### AIM OF THE EXERCISE
Retype each record shown below, leaving every character as it is.

(DATASET CONTENT)

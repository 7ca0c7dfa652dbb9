//! Access to the remote data API.
//!
//! [`RemoteStore`] is the seam between the query accessors and the backend.
//! [`RestStore`] talks to a PostgREST endpoint over HTTP; [`MemoryStore`]
//! evaluates the same [`Query`](crate::query::Query) values in process.

pub mod memory;
pub mod rest;

pub use memory::MemoryStore;
pub use rest::RestStore;

use serde_json::Value;

use crate::error::{FinTrackError, Result};
use crate::models::Record;
use crate::query::Query;

/// Row-level operations offered by the data API.
///
/// Every method is a single independent request; nothing spans multiple
/// calls.
pub trait RemoteStore: Send + Sync {
    /// Return the rows matching `query`, projected and embedded as requested.
    fn fetch(&self, query: &Query) -> Result<Vec<Value>>;

    /// Insert one or more rows into `query.table` and return the created rows,
    /// projected through the query's select clause. Filters are ignored.
    fn insert(&self, query: &Query, rows: Vec<Value>) -> Result<Vec<Value>>;

    /// Apply `patch` to every row matching the query's filters and return the
    /// updated rows.
    fn update(&self, query: &Query, patch: Value) -> Result<Vec<Value>>;

    /// Delete the rows matching the query's filters; returns how many went.
    fn delete(&self, query: &Query) -> Result<usize>;

    /// Call a stored procedure with JSON arguments.
    fn rpc(&self, function: &str, args: Value) -> Result<Value>;
}

/// Decode raw rows into typed records, checking each record's invariants.
pub fn decode_rows<T: Record>(rows: Vec<Value>) -> Result<Vec<T>> {
    let mut out = Vec::with_capacity(rows.len());
    for row in rows {
        let record: T = serde_json::from_value(row).map_err(|e| FinTrackError::InvalidRecord {
            table: T::TABLE.to_string(),
            message: e.to_string(),
        })?;
        record.check().map_err(|message| FinTrackError::InvalidRecord {
            table: T::TABLE.to_string(),
            message,
        })?;
        out.push(record);
    }
    Ok(out)
}

/// Decode the first row, failing with `NotFound` on an empty result.
pub fn decode_one<T: Record>(rows: Vec<Value>, what: &str) -> Result<T> {
    decode_rows::<T>(rows)?
        .into_iter()
        .next()
        .ok_or_else(|| FinTrackError::NotFound(what.to_string()))
}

(End DATASET CONTENT)

### RESPONSE TO THIS EXERCISE
repository 7ca0c7dfa652dbb9
//! Access to the remote data API.
//!
//! [`RemoteStore`] is the seam between the query accessors and the backend.
//! [`RestStore`] talks to a PostgREST endpoint over HTTP; [`MemoryStore`]
//! evaluates the same [`Query`](crate::query::Query) values in process.

pub mod memory;
pub mod rest;

pub use memory::MemoryStore;
pub use rest::RestStore;

use serde_json::Value;

use crate::error::{FinTrackError, Result};
use crate::models::Record;
use crate::query::Query;

/// Row-level operations offered by the data API.
///
/// Every method is a single independent request; nothing spans multiple
/// calls.
pub trait RemoteStore: Send + Sync {
    /// Return the rows matching `query`, projected and embedded as requested.
    fn fetch(&self, query: &Query) -> Result<Vec<Value>>;

    /// Insert one or more rows into `query.table` and return the created rows,
    /// projected through the query's select clause. Filters are ignored.
    fn insert(&self, query: &Query, rows: Vec<Value>) -> Result<Vec<Value>>;

    /// Apply `patch` to every row matching the query's filters and return the
    /// updated rows.
    fn update(&self, query: &Query, patch: Value) -> Result<Vec<Value>>;

    /// Delete the rows matching the query's filters; returns how many went.
    fn delete(&self, query: &Query) -> Result<usize>;

    /// Call a stored procedure with JSON arguments.
    fn rpc(&self, function: &str, args: Value) -> Result<Value>;
}

/// Decode raw rows into typed records, checking each record's invariants.
pub fn decode_rows<T: Record>(rows: Vec<Value>) -> Result<Vec<T>> {
    let mut out = Vec::with_capacity(rows.len());
    for row in rows {
        let record: T = serde_json::from_value(row).map_err(|e| FinTrackError::InvalidRecord {
            table: T::TABLE.to_string(),
            message: e.to_string(),
        })?;
        record.check().map_err(|message| FinTrackError::InvalidRecord {
            table: T::TABLE.to_string(),
            message,
        })?;
        out.push(record);
    }
    Ok(out)
}

/// Decode the first row, failing with `NotFound` on an empty result.
pub fn decode_one<T: Record>(rows: Vec<Value>, what: &str) -> Result<T> {
    decode_rows::<T>(rows)?
        .into_iter()
        .next()
        .ok_or_else(|| FinTrackError::NotFound(what.to_string()))
}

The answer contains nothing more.